Other countries get it, however, as I discovered during my weekly visit to Watching America. Several of the articles noted the effect of the past decade on the world, including the death and destruction in Afghanistan and Iraq. But the disaster extends beyond the tangible. The US response, which led to the responses of other "civilized" nations, has been devastating to the spirit which initially impelled the grand experiment by our founders.

Perhaps the most cogent of those articles came from Sweden's Sydsvenskan.

Few can look back over the past decade and assert that the world has become safer, but nobody can disregard how international law and the most basic human rights have been infringed upon in the name of the so-called War on Terror.

With all of the rhetoric about security and freedom, the war has been launched in violation of international law. People have been imprisoned without trial, summary executions have been carried out and surveillance has been extended at privacy’s expense.


But here is the crucial part, something which our nation and its owners still refuse to acknowledge:

The U.S. chose to ignore terror’s breeding ground: the hopelessness and frustration born of poverty. Islamophobia and oppression are terrorists’ best friends and should be the foremost enemies for those of us who want to see a democratic world at peace.

Had the U.S., in 2001, chosen to withdraw its support for oppressive regimes in Saudi Arabia, Pakistan and Egypt, given its support to a free Palestine and started to pursue commerce and aid policies that counteracted poverty, the world would be far more secure today.
[Emphasis added]

Yes, again.

That the most volatile region of the world has exploded in the "Arab Spring" should be ample evidence of the thesis advanced. We could have done more than walk hand-in-hand with the House of Saud, but we decided that oil was more important. We could have brought pressure to bear on Hosni Mubarak to loosen his death grip on the poorest of his citizens, but we decided that while he was a ruthless dictator, he was our ruthless dictator and he helped keep Israel afloat in the midst of that nation's most egregious violations of human rights.

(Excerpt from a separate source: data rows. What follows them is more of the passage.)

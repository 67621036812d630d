//! Crate-wide error type.

use failure_derive::Fail;

/// The error type produced by every fallible operation in this crate.
#[derive(Debug, Fail)]
pub enum WasmError {
    /// The binary reader ran past the end of the available bytes.
    #[fail(display = "truncated input at offset {}", offset)]
    Truncated {
        /// Byte offset, relative to the start of the module, at which
        /// the read was attempted.
        offset: usize,
    },

    /// The bytes are present but do not form a valid module.
    #[fail(display = "invalid wasm module: {} (offset {})", message, offset)]
    InvalidWebAssembly {
        /// Human-readable description of the violated grammar rule.
        message: String,
        /// Byte offset at which the problem was detected.
        offset: usize,
    },

    /// A syntactically valid construct this core does not translate.
    #[fail(display = "unsupported wasm feature: {}", _0)]
    Unsupported(&'static str),

    /// An operand's kind disagreed with what its consumer expected.
    #[fail(display = "type mismatch: {}", message)]
    TypeMismatch {
        /// Human-readable description of the mismatch.
        message: String,
    },

    /// The host allocator failed to satisfy a request.
    #[fail(display = "resource exhausted")]
    ResourceExhausted,

    /// An opaque error raised by an embedder (e.g. a dump sink's own
    /// I/O failure).
    #[fail(display = "{}", _0)]
    User(Box<dyn std::error::Error + Send + Sync>),
}

impl WasmError {
    /// Convenience constructor for [`WasmError::InvalidWebAssembly`].
    pub fn invalid(message: impl Into<String>, offset: usize) -> WasmError {
        WasmError::InvalidWebAssembly {
            message: message.into(),
            offset,
        }
    }

    /// Convenience constructor for [`WasmError::TypeMismatch`].
    pub fn type_mismatch(message: impl Into<String>) -> WasmError {
        WasmError::TypeMismatch {
            message: message.into(),
        }
    }
}

/// Shorthand for `Result<T, WasmError>`, matching the naming used
/// throughout this crate's public functions.
pub type WasmResult<T> = Result<T, WasmError>;
// 🌐 REST API - axum router, query validation and the JSON envelope
//
// Successful responses:  {"ok": true, "data": ...}
// Failures:              {"ok": false, "error": "...", "where": "/api/..."}

use crate::dashboard;
use crate::entities::{FirmId, ScoringParameters};
use crate::error::DssError;
use crate::money::{parse_number, parse_positive_integer};
use axum::{
    extract::{OriginalUri, Query, State},
    http::StatusCode,
    response::{IntoResponse, Json, Response},
    routing::get,
    Router,
};
use chrono::{Datelike, Utc};
use rusqlite::Connection;
use serde::{Deserialize, Serialize};
use std::path::Path;
use std::sync::{Arc, Mutex};
use tower_http::cors::CorsLayer;
use tower_http::services::ServeDir;
use tower_http::trace::{DefaultMakeSpan, DefaultOnResponse, TraceLayer};
use tracing::{debug, error, Level};

/// Shared application state
#[derive(Clone)]
pub struct AppState {
    db: Arc<Mutex<Connection>>,
}

impl AppState {
    pub fn new(conn: Connection) -> Self {
        AppState {
            db: Arc::new(Mutex::new(conn)),
        }
    }

    /// Run `f` with the connection; the lock is released before returning
    fn with_conn<T>(
        &self,
        path: &'static str,
        f: impl FnOnce(&Connection) -> crate::error::Result<T>,
    ) -> Result<T, ApiFailure> {
        let conn = self
            .db
            .lock()
            .map_err(|_| ApiFailure::new(path, DssError::Internal("database lock poisoned".to_string())))?;
        f(&conn).map_err(|e| ApiFailure::new(path, e))
    }
}

// ============================================================================
// RESPONSE ENVELOPE
// ============================================================================

#[derive(Debug, Serialize, Deserialize)]
pub struct ApiResponse<T> {
    pub ok: bool,
    #[serde(skip_serializing_if = "Option::is_none")]
    pub data: Option<T>,
    #[serde(skip_serializing_if = "Option::is_none")]
    pub error: Option<String>,
    #[serde(rename = "where", skip_serializing_if = "Option::is_none")]
    pub location: Option<String>,
}

impl<T> ApiResponse<T> {
    pub fn ok(data: T) -> Self {
        ApiResponse {
            ok: true,
            data: Some(data),
            error: None,
            location: None,
        }
    }

    pub fn failure(message: String, location: &str) -> Self {
        ApiResponse {
            ok: false,
            data: None,
            error: Some(message),
            location: Some(location.to_string()),
        }
    }
}

impl DssError {
    pub fn status_code(&self) -> StatusCode {
        match self {
            DssError::Validation(_) => StatusCode::BAD_REQUEST,
            DssError::NotFound(_) => StatusCode::NOT_FOUND,
            DssError::Dependency { .. } | DssError::Config(_) | DssError::Internal(_) => {
                StatusCode::INTERNAL_SERVER_ERROR
            }
        }
    }

    /// Message safe to show callers
    fn public_message(&self) -> String {
        match self {
            DssError::Validation(_) | DssError::NotFound(_) | DssError::Dependency { .. } => {
                self.to_string()
            }
            DssError::Config(_) | DssError::Internal(_) => {
                "An unexpected error occurred".to_string()
            }
        }
    }
}

/// A classified error plus the endpoint it came from
#[derive(Debug)]
pub struct ApiFailure {
    path: &'static str,
    error: DssError,
}

impl ApiFailure {
    fn new(path: &'static str, error: DssError) -> Self {
        ApiFailure { path, error }
    }
}

impl IntoResponse for ApiFailure {
    fn into_response(self) -> Response {
        let status = self.error.status_code();

        if self.error.is_client_error() {
            debug!(path = self.path, error = %self.error, "request rejected");
        } else {
            match std::error::Error::source(&self.error) {
                Some(source) => error!(path = self.path, error = %self.error, source = %source, "request failed"),
                None => error!(path = self.path, error = %self.error, "request failed"),
            }
        }

        let body = ApiResponse::<()>::failure(self.error.public_message(), self.path);
        (status, Json(body)).into_response()
    }
}

type ApiResult<T> = Result<Json<ApiResponse<T>>, ApiFailure>;

// ============================================================================
// QUERY VALIDATION
// ============================================================================

#[derive(Debug, Default, Deserialize)]
pub struct KpiQuery {
    pub firma_id: Option<String>,
}

#[derive(Debug, Default, Deserialize)]
pub struct DssQuery {
    pub ref_kadin: Option<String>,
    pub ref_engelli: Option<String>,
    pub ref_min_yil: Option<String>,
}

/// Optional firm id; an empty value means "no firm selected"
pub fn parse_firm_id(query: &KpiQuery) -> Result<Option<FirmId>, DssError> {
    match query.firma_id.as_deref().map(str::trim) {
        None | Some("") => Ok(None),
        Some(raw) => parse_positive_integer(raw)
            .map(Some)
            .ok_or_else(|| DssError::validation("Invalid firm id")),
    }
}

/// Scoring references from the query, defaults for anything omitted
pub fn parse_scoring_params(query: &DssQuery) -> Result<ScoringParameters, DssError> {
    let invalid = || DssError::validation("Invalid DSS parameters");
    let mut params = ScoringParameters::default();

    if let Some(raw) = &query.ref_kadin {
        params.ref_female_ratio = parse_number(raw).ok_or_else(invalid)?;
    }
    if let Some(raw) = &query.ref_engelli {
        params.ref_disabled_ratio = parse_number(raw).ok_or_else(invalid)?;
    }
    if let Some(raw) = &query.ref_min_yil {
        let year = parse_positive_integer(raw).ok_or_else(invalid)?;
        params.ref_min_year = i32::try_from(year).map_err(|_| invalid())?;
    }

    params.validate()?;
    Ok(params)
}

// ============================================================================
// API HANDLERS
// ============================================================================

#[derive(Debug, Serialize, Deserialize)]
pub struct HealthResponse {
    pub ok: bool,
    pub database: bool,
    pub version: String,
    pub now: String,
}

/// GET /api/health - Health check
async fn health_check(State(state): State<AppState>) -> impl IntoResponse {
    let database = state
        .with_conn("/api/health", |conn| Ok(crate::db::ping(conn)))
        .unwrap_or(false);

    Json(HealthResponse {
        ok: true,
        database,
        version: crate::VERSION.to_string(),
        now: Utc::now().to_rfc3339(),
    })
}

/// GET /api/firms - Firm list for the selector
async fn get_firms(State(state): State<AppState>) -> ApiResult<Vec<crate::entities::Firm>> {
    let firms = state.with_conn("/api/firms", dashboard::list_firms)?;
    Ok(Json(ApiResponse::ok(firms)))
}

/// GET /api/dashboard/kpis?firma_id=X
async fn get_kpis(
    State(state): State<AppState>,
    Query(query): Query<KpiQuery>,
) -> ApiResult<crate::kpi::KpiResult> {
    const PATH: &str = "/api/dashboard/kpis";

    let firm_id = parse_firm_id(&query).map_err(|e| ApiFailure::new(PATH, e))?;
    let kpi = state.with_conn(PATH, |conn| dashboard::firm_kpis(conn, firm_id))?;

    Ok(Json(ApiResponse::ok(kpi)))
}

/// GET /api/dashboard/all-returns
async fn get_all_returns(State(state): State<AppState>) -> ApiResult<dashboard::ReturnsOverview> {
    let overview = state.with_conn("/api/dashboard/all-returns", dashboard::all_returns)?;
    Ok(Json(ApiResponse::ok(overview)))
}

/// GET /api/dashboard/sustainability-top7
async fn get_sustainability(
    State(state): State<AppState>,
) -> ApiResult<dashboard::FirmChart<crate::entities::FirmSustainability>> {
    let chart = state.with_conn("/api/dashboard/sustainability-top7", dashboard::sustainability_top7)?;
    Ok(Json(ApiResponse::ok(chart)))
}

/// GET /api/dashboard/recycling-top10
async fn get_recycling(
    State(state): State<AppState>,
) -> ApiResult<dashboard::FirmChart<crate::entities::FirmRecycling>> {
    let chart = state.with_conn("/api/dashboard/recycling-top10", dashboard::recycling_top10)?;
    Ok(Json(ApiResponse::ok(chart)))
}

/// GET /api/dashboard/entrepreneur-top10?ref_kadin=X&ref_engelli=Y&ref_min_yil=Z
async fn get_entrepreneurs(
    State(state): State<AppState>,
    Query(query): Query<DssQuery>,
) -> ApiResult<crate::scoring::EntrepreneurRanking> {
    const PATH: &str = "/api/dashboard/entrepreneur-top10";

    let params = parse_scoring_params(&query).map_err(|e| ApiFailure::new(PATH, e))?;
    let current_year = Utc::now().year();
    let ranking = state.with_conn(PATH, |conn| {
        dashboard::entrepreneur_top10(conn, params, current_year)
    })?;

    Ok(Json(ApiResponse::ok(ranking)))
}

/// Unknown /api/* paths
async fn api_not_found(OriginalUri(uri): OriginalUri) -> impl IntoResponse {
    (
        StatusCode::NOT_FOUND,
        Json(ApiResponse::<()>::failure(
            format!("No endpoint at {}", uri.path()),
            uri.path(),
        )),
    )
}

// ============================================================================
// ROUTER
// ============================================================================

pub fn api_routes(state: AppState) -> Router {
    Router::new()
        .route("/health", get(health_check))
        .route("/firms", get(get_firms))
        .route("/dashboard/kpis", get(get_kpis))
        .route("/dashboard/all-returns", get(get_all_returns))
        .route("/dashboard/sustainability-top7", get(get_sustainability))
        .route("/dashboard/recycling-top10", get(get_recycling))
        .route("/dashboard/entrepreneur-top10", get(get_entrepreneurs))
        .fallback(api_not_found)
        .with_state(state)
}

/// Full application: `/api` plus frontend assets from `static_dir`
pub fn build_router(state: AppState, static_dir: &Path) -> Router {
    Router::new()
        .nest("/api", api_routes(state))
        .fallback_service(ServeDir::new(static_dir))
        .layer(
            TraceLayer::new_for_http()
                .make_span_with(DefaultMakeSpan::new().level(Level::INFO))
                .on_response(DefaultOnResponse::new().level(Level::INFO)),
        )
        .layer(CorsLayer::permissive())
}

// ============================================================================
// TESTS
// ============================================================================
// 🕒 Latest-Record Resolver
// Reduces many forecast records per firm to the single most recent one.

use crate::entities::{FirmId, ForecastRecord};
use std::collections::HashMap;

/// Map each firm to its most recent record.
///
/// Trusts that `records` is already sorted by `created_at` descending (the
/// data layer orders it that way), so the first record seen for a firm wins.
pub fn resolve_latest(records: &[ForecastRecord]) -> HashMap<FirmId, ForecastRecord> {
    let mut latest: HashMap<FirmId, ForecastRecord> = HashMap::new();

    for record in records {
        latest
            .entry(record.firm_id)
            .or_insert_with(|| record.clone());
    }

    latest
}

/// Same as [`resolve_latest`] for input in arbitrary order.
///
/// Sorts descending by `created_at` first; the sort is stable, so records
/// with equal timestamps keep their input order and the earliest one wins.
pub fn resolve_latest_unordered(mut records: Vec<ForecastRecord>) -> HashMap<FirmId, ForecastRecord> {
    records.sort_by(|a, b| b.created_at.cmp(&a.created_at));
    resolve_latest(&records)
}

/// Latest record for one firm only; same ordering contract as [`resolve_latest`]
pub fn latest_for_firm(records: &[ForecastRecord], firm_id: FirmId) -> Option<&ForecastRecord> {
    records.iter().find(|r| r.firm_id == firm_id)
}

// ============================================================================
// TESTS
// ============================================================================

#[cfg(test)]
mod tests {
    use super::*;
    use chrono::{TimeZone, Utc};

    fn record(firm_id: FirmId, estimated_return: f64, day: u32) -> ForecastRecord {
        ForecastRecord::new(
            firm_id,
            estimated_return,
            Utc.with_ymd_and_hms(2024, 3, day, 12, 0, 0).unwrap(),
        )
    }

    #[test]
    fn test_first_seen_wins_for_sorted_input() {
        let records = vec![
            record(1, 300.0, 20),
            record(2, 50.0, 19),
            record(1, 200.0, 10),
            record(2, 40.0, 5),
            record(1, 100.0, 1),
        ];

        let latest = resolve_latest(&records);

        assert_eq!(latest.len(), 2);
        assert_eq!(latest[&1].estimated_return, Some(300.0));
        assert_eq!(latest[&2].estimated_return, Some(50.0));
    }

    #[test]
    fn test_empty_input() {
        assert!(resolve_latest(&[]).is_empty());
    }

    #[test]
    fn test_unordered_input_is_sorted_first() {
        let records = vec![
            record(1, 100.0, 1),
            record(1, 300.0, 20),
            record(1, 200.0, 10),
        ];

        let latest = resolve_latest_unordered(records);
        assert_eq!(latest[&1].estimated_return, Some(300.0));
    }

    #[test]
    fn test_timestamp_ties_keep_input_order() {
        let records = vec![
            record(1, 111.0, 7),
            record(1, 222.0, 7),
        ];

        assert_eq!(resolve_latest(&records)[&1].estimated_return, Some(111.0));
        assert_eq!(
            resolve_latest_unordered(records)[&1].estimated_return,
            Some(111.0)
        );
    }

    #[test]
    fn test_latest_for_firm() {
        let records = vec![record(2, 9.0, 9), record(1, 8.0, 8), record(1, 7.0, 7)];

        assert_eq!(
            latest_for_firm(&records, 1).map(|r| r.estimated_return),
            Some(Some(8.0))
        );
        assert!(latest_for_firm(&records, 3).is_none());
    }
}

Ten years later and we are no safer. In fact, the world has grown more dangerous as the economic disparities widen in all nations, including this one. And, to add to this lethal draught, our own liberty has been shredded to keep us in line: our phones and emails monitored without cause or oversight, our right to speak and assemble freely curtailed, even our access to the voting booth limited.

It was a noble experiment our founders set in motion. I fear that the experiment is over and that we have lost our best and only shot.